◆ The input:
* * * * *

use sea_orm_migration::prelude::*;

#[derive(DeriveMigrationName)]
pub struct Migration;

/// Identifiers for the `portfolios` table and its columns.
#[derive(DeriveIden)]
enum Portfolios {
    Table,
    Id,
    UserId,
    Title,
    Bio,
    Skills,
    Categories,
    HourlyRate,
    ExperienceYears,
    Location,
    IsPublished,
    FileUrls,
    CreatedAt,
    UpdatedAt,
}

/// Re-declare parent table identifiers for foreign-key references.
#[derive(DeriveIden)]
enum Users {
    Table,
    Id,
}

#[async_trait::async_trait]
impl MigrationTrait for Migration {
    async fn up(&self, manager: &SchemaManager) -> Result<(), DbErr> {
        manager
            .create_table(
                Table::create()
                    .table(Portfolios::Table)
                    .if_not_exists()
                    .col(
                        ColumnDef::new(Portfolios::Id)
                            .uuid()
                            .not_null()
                            .primary_key(),
                    )
                    // One portfolio per creator.
                    .col(ColumnDef::new(Portfolios::UserId).uuid().not_null().unique_key())
                    .col(ColumnDef::new(Portfolios::Title).string().not_null())
                    .col(ColumnDef::new(Portfolios::Bio).text().null())
                    .col(ColumnDef::new(Portfolios::Skills).json_binary().not_null())
                    .col(ColumnDef::new(Portfolios::Categories).json_binary().not_null())
                    .col(ColumnDef::new(Portfolios::HourlyRate).double().null())
                    .col(ColumnDef::new(Portfolios::ExperienceYears).integer().null())
                    .col(ColumnDef::new(Portfolios::Location).string().null())
                    .col(
                        ColumnDef::new(Portfolios::IsPublished)
                            .boolean()
                            .not_null()
                            .default(false),
                    )
                    .col(ColumnDef::new(Portfolios::FileUrls).json_binary().not_null())
                    .col(
                        ColumnDef::new(Portfolios::CreatedAt)
                            .timestamp_with_time_zone()
                            .not_null(),
                    )
                    .col(
                        ColumnDef::new(Portfolios::UpdatedAt)
                            .timestamp_with_time_zone()
                            .null(),
                    )
                    .foreign_key(
                        ForeignKey::create()
                            .name("fk_portfolios_user_id")
                            .from(Portfolios::Table, Portfolios::UserId)
                            .to(Users::Table, Users::Id)
                            .on_delete(ForeignKeyAction::Cascade)
                            .on_update(ForeignKeyAction::Cascade),
                    )
                    .to_owned(),
            )
            .await
    }

    async fn down(&self, manager: &SchemaManager) -> Result<(), DbErr> {
        manager
            .drop_table(Table::drop().table(Portfolios::Table).to_owned())
            .await
    }
}
pub mod authorization;
pub mod jwks;
pub mod jwt;
pub mod middleware;

use thiserror::Error;

#[derive(Debug, Error)]
pub enum AuthError {
    #[error("invalid token: {0}")]
    InvalidToken(String),
    #[error("token header has no key id")]
    MissingKeyId,
    #[error("signing key {0} not found")]
    UnknownKey(String),
    #[error("failed to fetch signing keys: {0}")]
    KeyFetch(String),
}
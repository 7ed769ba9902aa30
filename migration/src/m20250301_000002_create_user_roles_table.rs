use sea_orm_migration::prelude::*;

#[derive(DeriveMigrationName)]
pub struct Migration;

#[derive(DeriveIden)]
enum UserRoles {
    Table,
    Id,
    UserId,
    Role,
    CreatedAt,
}

#[derive(DeriveIden)]
enum Users {
    Table,
    Id,
}

#[async_trait::async_trait]
impl MigrationTrait for Migration {
    async fn up(&self, manager: &SchemaManager) -> Result<(), DbErr> {
        manager
            .create_table(
                Table::create()
                    .table(UserRoles::Table)
                    .if_not_exists()
                    .col(
                        ColumnDef::new(UserRoles::Id)
                            .uuid()
                            .not_null()
                            .primary_key(),
                    )
                    .col(ColumnDef::new(UserRoles::UserId).uuid().not_null())
                    .col(ColumnDef::new(UserRoles::Role).string().not_null())
                    .col(
                        ColumnDef::new(UserRoles::CreatedAt)
                            .timestamp_with_time_zone()
                            .not_null(),
                    )
                    .foreign_key(
                        ForeignKey::create()
                            .name("fk_user_roles_user_id")
                            .from(UserRoles::Table, UserRoles::UserId)
                            .to(Users::Table, Users::Id)
                            .on_delete(ForeignKeyAction::Cascade)
                            .on_update(ForeignKeyAction::Cascade),
                    )
                    .to_owned(),
            )
            .await?;

        // A user holds each role at most once.
        manager
            .create_index(
                Index::create()
                    .name("idx_user_roles_user_role_unique")
                    .table(UserRoles::Table)
                    .col(UserRoles::UserId)
                    .col(UserRoles::Role)
                    .unique()
                    .to_owned(),
            )
            .await
    }

    async fn down(&self, manager: &SchemaManager) -> Result<(), DbErr> {
        manager
            .drop_table(Table::drop().table(UserRoles::Table).to_owned())
            .await
    }
}
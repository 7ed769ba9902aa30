use sea_orm::entity::prelude::*;
use serde::{Deserialize, Serialize};

use super::{PaginationQuery, StringList};

#[derive(Debug, Clone, Copy, PartialEq, Eq, Serialize, Deserialize, EnumIter, DeriveActiveEnum)]
#[sea_orm(rs_type = "String", db_type = "String(StringLen::None)")]
#[serde(rename_all = "snake_case")]
pub enum LocationType {
    #[sea_orm(string_value = "on_site")]
    OnSite,
    #[sea_orm(string_value = "remote")]
    Remote,
}

/// Budget is a categorical range, never a free number.
#[derive(Debug, Clone, Copy, PartialEq, Eq, Serialize, Deserialize, EnumIter, DeriveActiveEnum)]
#[sea_orm(rs_type = "String", db_type = "String(StringLen::None)")]
pub enum Budget {
    #[sea_orm(string_value = "under_500")]
    #[serde(rename = "under_500")]
    Under500,
    #[sea_orm(string_value = "500_1000")]
    #[serde(rename = "500_1000")]
    From500To1000,
    #[sea_orm(string_value = "1000_5000")]
    #[serde(rename = "1000_5000")]
    From1000To5000,
    #[sea_orm(string_value = "5000_10000")]
    #[serde(rename = "5000_10000")]
    From5000To10000,
    #[sea_orm(string_value = "over_10000")]
    #[serde(rename = "over_10000")]
    Over10000,
}

#[derive(Debug, Clone, Copy, PartialEq, Eq, Serialize, Deserialize, EnumIter, DeriveActiveEnum)]
#[sea_orm(rs_type = "String", db_type = "String(StringLen::None)")]
pub enum Timeline {
    #[sea_orm(string_value = "less_than_1_week")]
    #[serde(rename = "less_than_1_week")]
    LessThanOneWeek,
    #[sea_orm(string_value = "1_2_weeks")]
    #[serde(rename = "1_2_weeks")]
    OneToTwoWeeks,
    #[sea_orm(string_value = "2_4_weeks")]
    #[serde(rename = "2_4_weeks")]
    TwoToFourWeeks,
    #[sea_orm(string_value = "1_3_months")]
    #[serde(rename = "1_3_months")]
    OneToThreeMonths,
    #[sea_orm(string_value = "over_3_months")]
    #[serde(rename = "over_3_months")]
    OverThreeMonths,
}

/// SeaORM entity for the `projects` table.
#[derive(Clone, Debug, PartialEq, Eq, DeriveEntityModel, Serialize, Deserialize)]
#[sea_orm(table_name = "projects")]
pub struct Model {
    #[sea_orm(primary_key, auto_increment = false)]
    pub id: Uuid,
    pub owner_id: Uuid,
    pub project_name: String,
    #[sea_orm(column_type = "Text")]
    pub description: String,
    pub location: Option<String>,
    pub location_type: LocationType,
    pub budget: Budget,
    pub timeline: Timeline,
    #[sea_orm(column_type = "JsonBinary")]
    pub creator_types: StringList,
    #[sea_orm(column_type = "JsonBinary")]
    pub tags: StringList,
    pub contact_email: Option<String>,
    pub contact_linkedin: Option<String>,
    pub contact_instagram: Option<String>,
    pub created_at: DateTimeUtc,
    pub updated_at: Option<DateTimeUtc>,
}

#[derive(Copy, Clone, Debug, EnumIter, DeriveRelation)]
pub enum Relation {
    #[sea_orm(has_many = "super::claims::Entity")]
    Claims,
    #[sea_orm(
        belongs_to = "super::users::Entity",
        from = "Column::OwnerId",
        to = "super::users::Column::Id"
    )]
    Owner,
}

impl Related<super::claims::Entity> for Entity {
    fn to() -> RelationDef {
        Relation::Claims.def()
    }
}

impl Related<super::users::Entity> for Entity {
    fn to() -> RelationDef {
        Relation::Owner.def()
    }
}

impl ActiveModelBehavior for ActiveModel {}

// ── DTOs ──

/// Raw project form as posted by the front end. Every field is a string;
/// list fields are comma separated.
#[derive(Debug, Clone, Default, Deserialize)]
#[serde(default)]
pub struct ProjectForm {
    pub project_name: String,
    pub description: String,
    pub location: String,
    pub location_type: String,
    pub budget: String,
    pub timeline: String,
    pub creator_types: String,
    pub tags: String,
    pub contact_email: String,
    pub contact_linkedin: String,
    pub contact_instagram: String,
}

/// A project that passed validation, ready to be written.
#[derive(Debug, Clone, PartialEq, Eq)]
pub struct ProjectDraft {
    pub project_name: String,
    pub description: String,
    pub location: Option<String>,
    pub location_type: LocationType,
    pub budget: Budget,
    pub timeline: Timeline,
    pub creator_types: Vec<String>,
    pub tags: Vec<String>,
    pub contact_email: Option<String>,
    pub contact_linkedin: Option<String>,
    pub contact_instagram: Option<String>,
}

/// Browse filters. `page`/`limit` stay flat fields because query strings
/// cannot feed numbers through `#[serde(flatten)]`.
#[derive(Debug, Clone, Default, Deserialize)]
pub struct ProjectListQuery {
    pub page: Option<u64>,
    pub limit: Option<u64>,
    pub location_type: Option<LocationType>,
    pub budget: Option<Budget>,
    pub tag: Option<String>,
}

impl ProjectListQuery {
    pub fn pagination(&self) -> PaginationQuery {
        PaginationQuery {
            page: self.page,
            limit: self.limit,
        }
    }
}
use actix_web::{HttpResponse, web};
use sea_orm::DatabaseConnection;
use uuid::Uuid;

use crate::auth::authorization::{load_project, require_role, verify_project_owner};
use crate::auth::middleware::AuthenticatedUser;
use crate::db::projects as project_db;
use crate::error::ApiError;
use crate::guard::{OperationGuard, keys};
use crate::models::projects::{ProjectForm, ProjectListQuery};
use crate::models::roles::Role;
use crate::validation::validate_project;

/// GET /api/projects — browse open projects (paginated, filterable).
pub async fn get_projects(
    _user: AuthenticatedUser,
    db: web::Data<DatabaseConnection>,
    query: web::Query<ProjectListQuery>,
) -> Result<HttpResponse, ApiError> {
    let page = project_db::list_projects(db.get_ref(), &query).await?;
    Ok(HttpResponse::Ok().json(page))
}

/// GET /api/projects/mine — projects the caller posted.
pub async fn get_my_projects(
    user: AuthenticatedUser,
    db: web::Data<DatabaseConnection>,
) -> Result<HttpResponse, ApiError> {
    let projects = project_db::get_projects_by_owner(db.get_ref(), user.id()).await?;
    Ok(HttpResponse::Ok().json(projects))
}

/// GET /api/projects/{id}
pub async fn get_project(
    _user: AuthenticatedUser,
    db: web::Data<DatabaseConnection>,
    path: web::Path<Uuid>,
) -> Result<HttpResponse, ApiError> {
    let project = load_project(db.get_ref(), path.into_inner()).await?;
    Ok(HttpResponse::Ok().json(project))
}

/// POST /api/projects — post a project (client role required).
pub async fn create_project(
    user: AuthenticatedUser,
    db: web::Data<DatabaseConnection>,
    guard: web::Data<OperationGuard>,
    body: web::Json<ProjectForm>,
) -> Result<HttpResponse, ApiError> {
    let owner_id = user.id();
    require_role(db.get_ref(), owner_id, Role::Client, "post a project").await?;

    let draft = validate_project(&body)?;

    let project = guard
        .run(
            keys::new_project(owner_id),
            project_db::insert_project(db.get_ref(), draft, owner_id),
        )
        .await??;

    tracing::info!(project_id = %project.id, %owner_id, "project posted");
    Ok(HttpResponse::Created().json(project))
}

/// PUT /api/projects/{id} — edit a project (owner only).
pub async fn update_project(
    user: AuthenticatedUser,
    db: web::Data<DatabaseConnection>,
    path: web::Path<Uuid>,
    body: web::Json<ProjectForm>,
) -> Result<HttpResponse, ApiError> {
    let id = path.into_inner();
    verify_project_owner(db.get_ref(), id, user.id()).await?;

    let draft = validate_project(&body)?;
    let updated = project_db::update_project(db.get_ref(), id, draft).await?;
    Ok(HttpResponse::Ok().json(updated))
}

/// DELETE /api/projects/{id} — remove a project and its claims (owner only).
pub async fn delete_project(
    user: AuthenticatedUser,
    db: web::Data<DatabaseConnection>,
    path: web::Path<Uuid>,
) -> Result<HttpResponse, ApiError> {
    let id = path.into_inner();
    verify_project_owner(db.get_ref(), id, user.id()).await?;

    let result = project_db::delete_project(db.get_ref(), id).await?;
    if result.rows_affected == 0 {
        return Err(ApiError::NotFound(format!("Project {id} not found")));
    }
    Ok(HttpResponse::Ok().json(serde_json::json!({
        "message": format!("Project {id} deleted"),
    })))
}
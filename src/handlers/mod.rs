pub mod auth;
pub mod claims;
pub mod creators;
pub mod dashboard;
pub mod portfolio;
pub mod projects;
pub mod roles;
pub mod uploads;

use actix_web::web;

pub fn init_routes(cfg: &mut web::ServiceConfig) {
    // ── Auth routes (sign-up / sign-in are public; the rest need a JWT) ──
    cfg.service(
        web::scope("/auth")
            .route("/sign-up", web::post().to(auth::sign_up))
            .route("/sign-in", web::post().to(auth::sign_in))
            .route("/me", web::get().to(auth::me))
            .route("/profile", web::put().to(auth::update_profile)),
    );

    // ── Role routes ──
    cfg.service(
        web::resource("/roles")
            .route(web::get().to(roles::get_roles))
            .route(web::post().to(roles::enable_role)),
    );

    // ── Dashboard gate ──
    cfg.service(
        web::scope("/dashboard")
            .route("", web::get().to(dashboard::get_gate))
            .route("/select", web::post().to(dashboard::select))
            .route("/{role}", web::get().to(dashboard::get_dashboard)),
    );

    // ── Project routes ──
    cfg.service(
        web::scope("/projects")
            .route("", web::get().to(projects::get_projects))
            .route("", web::post().to(projects::create_project))
            .route("/mine", web::get().to(projects::get_my_projects))
            .route("/{id}", web::get().to(projects::get_project))
            .route("/{id}", web::put().to(projects::update_project))
            .route("/{id}", web::delete().to(projects::delete_project))
            .route("/{id}/claims", web::get().to(claims::get_project_claims))
            .route("/{id}/claims", web::post().to(claims::create_claim)),
    );

    // ── Claim routes ──
    cfg.service(
        web::scope("/claims")
            .route("/mine", web::get().to(claims::get_my_claims))
            .route("/{id}", web::delete().to(claims::withdraw_claim))
            .route("/{id}/status", web::put().to(claims::update_status)),
    );

    // ── Portfolio routes ──
    cfg.service(
        web::scope("/portfolios")
            .route("", web::get().to(portfolio::get_portfolios))
            .route("", web::post().to(portfolio::setup_portfolio))
            .route("/me", web::get().to(portfolio::get_my_portfolio))
            .route("/me", web::put().to(portfolio::update_my_portfolio))
            .route("/{id}", web::get().to(portfolio::get_portfolio)),
    );

    // ── Creator profiles and ratings ──
    cfg.service(
        web::scope("/creators")
            .route("/{id}", web::get().to(creators::get_creator))
            .route("/{id}/ratings", web::get().to(creators::get_ratings))
            .route("/{id}/ratings", web::post().to(creators::rate_creator)),
    );

    // ── Uploads ──
    cfg.service(
        web::scope("/uploads")
            .route("", web::post().to(uploads::upload_file))
            .route("/check", web::post().to(uploads::check_files)),
    );
}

* * * * *

◆ Description of the task:
Return all lines of the material that have "middleware" in them.

◆ Solution below:
pub mod middleware;
use crate::auth::middleware::AuthenticatedUser;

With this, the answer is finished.